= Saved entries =
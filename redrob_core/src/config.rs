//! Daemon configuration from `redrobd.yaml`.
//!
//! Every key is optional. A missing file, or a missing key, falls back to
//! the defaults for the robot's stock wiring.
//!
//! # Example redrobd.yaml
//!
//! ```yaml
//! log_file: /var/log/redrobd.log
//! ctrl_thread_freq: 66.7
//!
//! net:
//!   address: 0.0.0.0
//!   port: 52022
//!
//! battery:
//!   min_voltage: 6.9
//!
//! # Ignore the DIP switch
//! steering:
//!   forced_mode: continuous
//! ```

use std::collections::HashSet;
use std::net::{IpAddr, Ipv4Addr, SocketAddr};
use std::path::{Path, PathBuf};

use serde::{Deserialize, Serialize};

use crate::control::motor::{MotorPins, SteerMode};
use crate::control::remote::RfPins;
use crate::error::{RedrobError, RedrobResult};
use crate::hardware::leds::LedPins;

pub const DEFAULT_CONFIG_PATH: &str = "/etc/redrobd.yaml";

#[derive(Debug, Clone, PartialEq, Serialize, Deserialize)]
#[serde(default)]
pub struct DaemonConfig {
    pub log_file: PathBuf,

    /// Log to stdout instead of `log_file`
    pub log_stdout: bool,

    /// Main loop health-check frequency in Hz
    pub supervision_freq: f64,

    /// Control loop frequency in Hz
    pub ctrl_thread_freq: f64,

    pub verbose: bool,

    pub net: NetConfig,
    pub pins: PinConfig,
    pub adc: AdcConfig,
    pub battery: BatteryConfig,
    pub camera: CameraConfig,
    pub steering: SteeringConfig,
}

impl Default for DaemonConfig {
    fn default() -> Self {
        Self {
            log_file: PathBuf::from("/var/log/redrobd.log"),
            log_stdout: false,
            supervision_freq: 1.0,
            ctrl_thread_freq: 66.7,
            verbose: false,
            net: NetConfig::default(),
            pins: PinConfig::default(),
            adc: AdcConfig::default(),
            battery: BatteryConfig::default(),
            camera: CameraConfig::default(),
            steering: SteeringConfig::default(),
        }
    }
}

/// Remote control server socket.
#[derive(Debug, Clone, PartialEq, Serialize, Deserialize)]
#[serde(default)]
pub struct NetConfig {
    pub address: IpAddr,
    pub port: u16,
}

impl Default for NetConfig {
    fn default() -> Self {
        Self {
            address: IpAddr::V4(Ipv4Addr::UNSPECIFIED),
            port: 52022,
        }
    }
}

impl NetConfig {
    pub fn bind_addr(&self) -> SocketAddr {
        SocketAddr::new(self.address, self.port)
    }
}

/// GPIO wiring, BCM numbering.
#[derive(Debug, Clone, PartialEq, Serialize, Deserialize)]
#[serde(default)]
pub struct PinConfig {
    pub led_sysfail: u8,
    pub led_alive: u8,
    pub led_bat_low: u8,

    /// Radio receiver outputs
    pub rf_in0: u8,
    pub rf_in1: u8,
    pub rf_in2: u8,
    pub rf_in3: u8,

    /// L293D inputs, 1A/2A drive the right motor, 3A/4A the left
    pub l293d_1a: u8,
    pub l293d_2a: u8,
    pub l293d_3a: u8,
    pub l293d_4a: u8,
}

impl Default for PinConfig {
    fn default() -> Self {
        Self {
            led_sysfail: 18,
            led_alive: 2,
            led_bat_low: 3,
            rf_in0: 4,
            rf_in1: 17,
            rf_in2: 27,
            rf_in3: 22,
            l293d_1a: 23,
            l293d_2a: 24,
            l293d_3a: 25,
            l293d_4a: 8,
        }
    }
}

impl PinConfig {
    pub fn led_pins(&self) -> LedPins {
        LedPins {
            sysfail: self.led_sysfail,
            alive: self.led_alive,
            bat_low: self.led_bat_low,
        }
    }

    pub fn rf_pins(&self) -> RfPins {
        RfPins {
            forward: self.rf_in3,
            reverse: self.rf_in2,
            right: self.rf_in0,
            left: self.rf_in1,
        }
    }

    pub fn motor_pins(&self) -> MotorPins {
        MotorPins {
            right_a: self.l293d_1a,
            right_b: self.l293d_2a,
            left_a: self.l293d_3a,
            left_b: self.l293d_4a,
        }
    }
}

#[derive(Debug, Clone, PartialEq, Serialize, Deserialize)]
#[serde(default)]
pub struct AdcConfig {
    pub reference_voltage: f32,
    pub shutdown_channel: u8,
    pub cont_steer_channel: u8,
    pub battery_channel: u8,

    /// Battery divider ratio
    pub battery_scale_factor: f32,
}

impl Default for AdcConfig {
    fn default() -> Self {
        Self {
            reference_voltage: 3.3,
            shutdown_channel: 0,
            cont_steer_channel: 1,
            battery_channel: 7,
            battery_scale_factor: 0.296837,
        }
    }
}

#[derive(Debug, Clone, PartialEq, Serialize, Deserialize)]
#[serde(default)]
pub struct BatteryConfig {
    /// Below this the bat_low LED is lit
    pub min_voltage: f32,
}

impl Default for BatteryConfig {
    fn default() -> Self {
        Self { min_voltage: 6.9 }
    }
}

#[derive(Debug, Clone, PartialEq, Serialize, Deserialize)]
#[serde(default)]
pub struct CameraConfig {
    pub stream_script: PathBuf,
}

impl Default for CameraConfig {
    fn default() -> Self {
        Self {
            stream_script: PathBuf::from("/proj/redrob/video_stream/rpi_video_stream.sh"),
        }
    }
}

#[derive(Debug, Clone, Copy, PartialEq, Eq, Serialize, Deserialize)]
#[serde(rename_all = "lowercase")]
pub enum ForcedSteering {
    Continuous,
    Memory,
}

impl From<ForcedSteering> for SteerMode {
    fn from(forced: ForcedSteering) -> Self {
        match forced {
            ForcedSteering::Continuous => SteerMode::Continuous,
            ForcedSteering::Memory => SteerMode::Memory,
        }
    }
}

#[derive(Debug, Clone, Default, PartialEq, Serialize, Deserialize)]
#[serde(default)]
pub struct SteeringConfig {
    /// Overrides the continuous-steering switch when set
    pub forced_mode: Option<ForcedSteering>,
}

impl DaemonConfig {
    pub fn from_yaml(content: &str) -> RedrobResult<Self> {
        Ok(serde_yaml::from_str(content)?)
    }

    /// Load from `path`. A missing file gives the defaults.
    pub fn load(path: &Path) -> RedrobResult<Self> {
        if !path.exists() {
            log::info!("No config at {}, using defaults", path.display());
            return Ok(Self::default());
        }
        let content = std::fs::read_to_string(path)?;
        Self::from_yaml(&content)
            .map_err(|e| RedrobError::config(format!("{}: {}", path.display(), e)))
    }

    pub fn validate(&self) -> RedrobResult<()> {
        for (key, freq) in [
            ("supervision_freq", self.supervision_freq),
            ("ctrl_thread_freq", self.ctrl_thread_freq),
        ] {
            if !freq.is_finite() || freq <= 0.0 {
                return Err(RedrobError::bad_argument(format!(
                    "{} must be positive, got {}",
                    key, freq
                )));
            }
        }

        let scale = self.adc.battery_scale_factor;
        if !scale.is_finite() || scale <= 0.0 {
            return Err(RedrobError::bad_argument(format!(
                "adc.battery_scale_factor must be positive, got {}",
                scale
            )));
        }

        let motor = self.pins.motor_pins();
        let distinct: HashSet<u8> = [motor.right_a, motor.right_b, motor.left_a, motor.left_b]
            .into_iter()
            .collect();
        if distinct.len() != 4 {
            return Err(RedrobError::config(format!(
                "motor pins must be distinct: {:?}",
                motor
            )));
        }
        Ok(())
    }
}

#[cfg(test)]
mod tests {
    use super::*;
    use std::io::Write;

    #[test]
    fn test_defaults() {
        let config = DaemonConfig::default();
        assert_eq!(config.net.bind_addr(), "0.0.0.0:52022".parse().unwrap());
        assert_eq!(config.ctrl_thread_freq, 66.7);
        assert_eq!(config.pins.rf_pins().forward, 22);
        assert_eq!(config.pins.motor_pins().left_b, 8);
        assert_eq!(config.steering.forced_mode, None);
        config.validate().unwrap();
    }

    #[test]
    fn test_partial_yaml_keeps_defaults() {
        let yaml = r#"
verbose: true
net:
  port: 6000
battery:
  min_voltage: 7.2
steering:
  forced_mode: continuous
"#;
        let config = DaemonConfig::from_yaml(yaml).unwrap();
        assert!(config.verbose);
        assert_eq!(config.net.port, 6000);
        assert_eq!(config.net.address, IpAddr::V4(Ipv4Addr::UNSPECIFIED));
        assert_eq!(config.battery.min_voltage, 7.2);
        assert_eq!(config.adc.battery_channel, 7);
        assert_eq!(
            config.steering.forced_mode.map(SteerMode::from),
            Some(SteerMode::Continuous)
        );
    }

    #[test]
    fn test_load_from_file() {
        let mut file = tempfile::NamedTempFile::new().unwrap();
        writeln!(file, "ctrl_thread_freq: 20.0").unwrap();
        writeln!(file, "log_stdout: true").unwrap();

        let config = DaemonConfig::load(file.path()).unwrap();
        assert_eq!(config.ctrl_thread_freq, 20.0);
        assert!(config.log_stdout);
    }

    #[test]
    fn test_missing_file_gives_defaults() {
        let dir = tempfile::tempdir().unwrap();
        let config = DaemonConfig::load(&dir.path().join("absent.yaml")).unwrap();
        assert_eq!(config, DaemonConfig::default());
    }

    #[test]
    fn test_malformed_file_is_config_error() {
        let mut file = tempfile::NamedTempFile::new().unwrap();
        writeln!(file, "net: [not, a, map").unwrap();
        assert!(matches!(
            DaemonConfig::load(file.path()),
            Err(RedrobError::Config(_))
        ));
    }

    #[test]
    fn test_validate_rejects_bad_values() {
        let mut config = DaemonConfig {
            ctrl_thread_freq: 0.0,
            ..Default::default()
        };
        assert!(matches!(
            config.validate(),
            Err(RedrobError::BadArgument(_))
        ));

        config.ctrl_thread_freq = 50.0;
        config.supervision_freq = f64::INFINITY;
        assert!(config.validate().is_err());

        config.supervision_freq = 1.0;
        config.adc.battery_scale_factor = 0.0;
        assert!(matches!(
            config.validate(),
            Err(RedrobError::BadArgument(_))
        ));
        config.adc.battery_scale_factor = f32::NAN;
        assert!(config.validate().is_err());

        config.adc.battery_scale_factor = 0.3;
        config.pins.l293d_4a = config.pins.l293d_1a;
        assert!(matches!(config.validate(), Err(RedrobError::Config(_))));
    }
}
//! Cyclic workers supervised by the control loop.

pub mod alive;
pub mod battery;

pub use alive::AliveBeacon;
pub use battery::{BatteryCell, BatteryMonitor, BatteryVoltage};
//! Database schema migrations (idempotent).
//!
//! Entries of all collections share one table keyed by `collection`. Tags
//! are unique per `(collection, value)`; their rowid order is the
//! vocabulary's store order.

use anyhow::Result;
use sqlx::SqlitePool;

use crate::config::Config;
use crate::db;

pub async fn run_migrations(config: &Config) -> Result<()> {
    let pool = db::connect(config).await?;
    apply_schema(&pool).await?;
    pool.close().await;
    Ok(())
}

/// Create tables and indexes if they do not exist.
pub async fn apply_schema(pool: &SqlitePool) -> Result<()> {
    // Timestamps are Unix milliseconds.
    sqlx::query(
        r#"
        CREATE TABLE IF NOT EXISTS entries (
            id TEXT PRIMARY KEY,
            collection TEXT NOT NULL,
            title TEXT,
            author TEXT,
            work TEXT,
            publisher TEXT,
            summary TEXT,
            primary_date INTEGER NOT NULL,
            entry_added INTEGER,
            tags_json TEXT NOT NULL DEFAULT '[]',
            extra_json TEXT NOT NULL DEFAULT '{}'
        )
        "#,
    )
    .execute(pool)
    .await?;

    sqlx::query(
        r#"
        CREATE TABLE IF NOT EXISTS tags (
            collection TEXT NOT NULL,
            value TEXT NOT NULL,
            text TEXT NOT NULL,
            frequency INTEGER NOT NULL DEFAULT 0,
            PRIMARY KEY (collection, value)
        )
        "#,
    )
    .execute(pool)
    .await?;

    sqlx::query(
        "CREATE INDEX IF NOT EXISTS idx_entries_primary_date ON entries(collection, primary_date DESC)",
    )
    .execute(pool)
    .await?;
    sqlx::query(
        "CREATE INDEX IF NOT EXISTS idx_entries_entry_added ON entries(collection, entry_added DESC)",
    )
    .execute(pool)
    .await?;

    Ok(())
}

--

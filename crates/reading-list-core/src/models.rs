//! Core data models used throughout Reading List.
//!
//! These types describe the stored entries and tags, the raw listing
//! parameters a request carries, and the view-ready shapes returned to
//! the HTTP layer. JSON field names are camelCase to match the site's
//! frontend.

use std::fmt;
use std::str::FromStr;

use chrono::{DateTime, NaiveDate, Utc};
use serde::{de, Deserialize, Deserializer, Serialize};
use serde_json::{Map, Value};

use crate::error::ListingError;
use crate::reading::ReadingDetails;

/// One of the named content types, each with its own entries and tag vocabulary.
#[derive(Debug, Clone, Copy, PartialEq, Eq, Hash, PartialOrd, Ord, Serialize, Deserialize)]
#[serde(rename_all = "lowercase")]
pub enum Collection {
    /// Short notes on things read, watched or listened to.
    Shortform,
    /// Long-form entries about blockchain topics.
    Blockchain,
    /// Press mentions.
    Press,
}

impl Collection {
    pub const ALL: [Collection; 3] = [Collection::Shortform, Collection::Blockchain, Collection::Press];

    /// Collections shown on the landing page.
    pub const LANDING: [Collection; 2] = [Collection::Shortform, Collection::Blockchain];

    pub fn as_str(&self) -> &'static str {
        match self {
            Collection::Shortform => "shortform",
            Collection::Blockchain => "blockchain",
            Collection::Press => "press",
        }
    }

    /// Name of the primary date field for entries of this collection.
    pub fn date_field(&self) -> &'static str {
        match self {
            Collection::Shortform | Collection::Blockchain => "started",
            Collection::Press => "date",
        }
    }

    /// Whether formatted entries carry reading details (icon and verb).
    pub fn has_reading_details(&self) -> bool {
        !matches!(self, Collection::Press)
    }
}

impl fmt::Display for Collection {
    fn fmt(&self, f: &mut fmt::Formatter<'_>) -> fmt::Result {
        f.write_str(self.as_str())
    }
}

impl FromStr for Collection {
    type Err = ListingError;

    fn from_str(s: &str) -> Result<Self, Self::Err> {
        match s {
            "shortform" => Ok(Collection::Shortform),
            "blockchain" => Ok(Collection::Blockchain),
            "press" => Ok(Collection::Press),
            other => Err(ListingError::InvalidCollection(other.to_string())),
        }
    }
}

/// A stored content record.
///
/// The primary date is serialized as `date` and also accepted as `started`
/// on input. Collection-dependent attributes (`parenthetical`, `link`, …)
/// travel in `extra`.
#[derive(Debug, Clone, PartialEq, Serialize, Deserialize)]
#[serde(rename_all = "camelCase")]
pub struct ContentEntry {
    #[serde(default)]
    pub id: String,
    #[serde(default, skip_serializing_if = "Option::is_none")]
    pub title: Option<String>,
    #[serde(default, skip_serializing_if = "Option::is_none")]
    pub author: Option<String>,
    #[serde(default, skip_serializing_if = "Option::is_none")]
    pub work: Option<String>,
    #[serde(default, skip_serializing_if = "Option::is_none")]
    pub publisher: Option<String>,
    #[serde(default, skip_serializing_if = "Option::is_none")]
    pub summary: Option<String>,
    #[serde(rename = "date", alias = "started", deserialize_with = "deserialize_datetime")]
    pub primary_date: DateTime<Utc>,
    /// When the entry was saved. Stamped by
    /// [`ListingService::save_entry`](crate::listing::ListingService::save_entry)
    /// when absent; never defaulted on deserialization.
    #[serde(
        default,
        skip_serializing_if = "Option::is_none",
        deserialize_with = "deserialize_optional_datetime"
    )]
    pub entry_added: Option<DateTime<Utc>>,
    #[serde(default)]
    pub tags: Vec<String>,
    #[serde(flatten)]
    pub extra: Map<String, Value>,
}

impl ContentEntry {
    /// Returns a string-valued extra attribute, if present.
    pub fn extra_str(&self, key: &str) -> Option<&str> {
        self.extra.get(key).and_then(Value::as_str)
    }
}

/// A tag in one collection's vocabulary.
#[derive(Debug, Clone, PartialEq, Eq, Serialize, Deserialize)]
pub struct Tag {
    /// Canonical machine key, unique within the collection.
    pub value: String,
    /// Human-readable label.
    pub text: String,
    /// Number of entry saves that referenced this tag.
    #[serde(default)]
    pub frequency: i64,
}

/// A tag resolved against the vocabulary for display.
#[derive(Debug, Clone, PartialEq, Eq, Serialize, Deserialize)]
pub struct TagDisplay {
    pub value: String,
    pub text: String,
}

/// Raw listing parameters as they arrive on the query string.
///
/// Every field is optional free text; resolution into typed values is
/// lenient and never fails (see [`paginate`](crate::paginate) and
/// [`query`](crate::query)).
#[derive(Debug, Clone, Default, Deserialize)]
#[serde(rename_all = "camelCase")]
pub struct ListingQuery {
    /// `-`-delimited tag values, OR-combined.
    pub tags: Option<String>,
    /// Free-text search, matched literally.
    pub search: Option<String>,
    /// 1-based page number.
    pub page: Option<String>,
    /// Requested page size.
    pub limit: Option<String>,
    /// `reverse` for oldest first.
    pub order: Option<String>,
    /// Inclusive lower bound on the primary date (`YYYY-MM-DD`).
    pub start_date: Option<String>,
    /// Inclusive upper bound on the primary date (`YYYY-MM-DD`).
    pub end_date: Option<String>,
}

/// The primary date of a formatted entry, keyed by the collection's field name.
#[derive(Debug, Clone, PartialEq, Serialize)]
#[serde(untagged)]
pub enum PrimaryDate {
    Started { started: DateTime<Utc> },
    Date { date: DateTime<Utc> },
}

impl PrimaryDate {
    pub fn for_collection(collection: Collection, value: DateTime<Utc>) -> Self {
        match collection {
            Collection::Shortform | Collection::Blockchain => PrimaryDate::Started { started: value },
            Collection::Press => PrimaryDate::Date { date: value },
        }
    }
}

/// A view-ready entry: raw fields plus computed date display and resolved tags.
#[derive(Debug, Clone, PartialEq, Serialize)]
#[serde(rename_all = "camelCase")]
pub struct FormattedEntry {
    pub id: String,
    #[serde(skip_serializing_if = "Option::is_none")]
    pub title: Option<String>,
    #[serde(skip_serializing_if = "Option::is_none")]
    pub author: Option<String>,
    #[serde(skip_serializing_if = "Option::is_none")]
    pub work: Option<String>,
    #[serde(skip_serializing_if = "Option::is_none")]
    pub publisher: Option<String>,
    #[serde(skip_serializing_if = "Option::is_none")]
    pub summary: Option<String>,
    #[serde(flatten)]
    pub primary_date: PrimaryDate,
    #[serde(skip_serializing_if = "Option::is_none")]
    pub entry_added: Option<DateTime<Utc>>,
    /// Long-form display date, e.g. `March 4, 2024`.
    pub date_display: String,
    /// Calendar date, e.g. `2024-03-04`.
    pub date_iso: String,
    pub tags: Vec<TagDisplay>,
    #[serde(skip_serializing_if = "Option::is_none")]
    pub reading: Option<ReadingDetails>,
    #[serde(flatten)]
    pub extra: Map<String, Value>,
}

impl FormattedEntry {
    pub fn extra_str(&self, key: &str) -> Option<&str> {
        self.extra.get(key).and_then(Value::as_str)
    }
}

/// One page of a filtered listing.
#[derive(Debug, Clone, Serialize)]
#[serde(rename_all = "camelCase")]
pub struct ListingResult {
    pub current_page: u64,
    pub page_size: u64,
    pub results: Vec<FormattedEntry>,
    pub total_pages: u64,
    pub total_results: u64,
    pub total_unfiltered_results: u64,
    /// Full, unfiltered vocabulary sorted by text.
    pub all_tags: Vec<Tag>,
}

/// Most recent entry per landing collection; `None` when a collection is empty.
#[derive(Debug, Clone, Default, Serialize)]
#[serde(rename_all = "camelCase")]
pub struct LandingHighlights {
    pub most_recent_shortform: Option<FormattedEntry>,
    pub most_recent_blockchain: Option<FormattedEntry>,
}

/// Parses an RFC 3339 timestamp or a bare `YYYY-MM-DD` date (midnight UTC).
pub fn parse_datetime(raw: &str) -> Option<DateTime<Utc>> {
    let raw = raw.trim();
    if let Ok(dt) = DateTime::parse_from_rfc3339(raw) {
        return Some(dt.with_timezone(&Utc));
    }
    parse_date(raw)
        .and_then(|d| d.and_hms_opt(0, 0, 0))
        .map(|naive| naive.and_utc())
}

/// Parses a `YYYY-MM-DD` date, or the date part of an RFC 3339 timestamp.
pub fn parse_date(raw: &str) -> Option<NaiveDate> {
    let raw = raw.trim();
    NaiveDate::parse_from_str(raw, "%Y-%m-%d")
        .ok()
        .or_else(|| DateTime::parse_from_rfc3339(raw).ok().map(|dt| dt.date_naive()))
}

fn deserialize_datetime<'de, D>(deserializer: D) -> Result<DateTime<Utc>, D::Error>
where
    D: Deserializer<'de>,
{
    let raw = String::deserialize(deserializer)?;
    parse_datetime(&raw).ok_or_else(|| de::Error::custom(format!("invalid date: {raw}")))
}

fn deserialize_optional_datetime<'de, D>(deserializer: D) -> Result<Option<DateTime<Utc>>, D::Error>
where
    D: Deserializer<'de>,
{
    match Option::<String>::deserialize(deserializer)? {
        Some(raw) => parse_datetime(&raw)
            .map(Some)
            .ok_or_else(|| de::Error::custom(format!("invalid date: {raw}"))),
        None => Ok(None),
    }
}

= YOUR OBJECTIVE =
With the line holding "if let Ok(dt)" as the first and the line holding "RFC 3339 timestamp." as the last, set down that range of the entries above exactly, and nothing else.

= RESPONSE TO THE TASK =
    if let Ok(dt) = DateTime::parse_from_rfc3339(raw) {
        return Some(dt.with_timezone(&Utc));
    }
    parse_date(raw)
        .and_then(|d| d.and_hms_opt(0, 0, 0))
        .map(|naive| naive.and_utc())
}

/// Parses a `YYYY-MM-DD` date, or the date part of an RFC 3339 timestamp.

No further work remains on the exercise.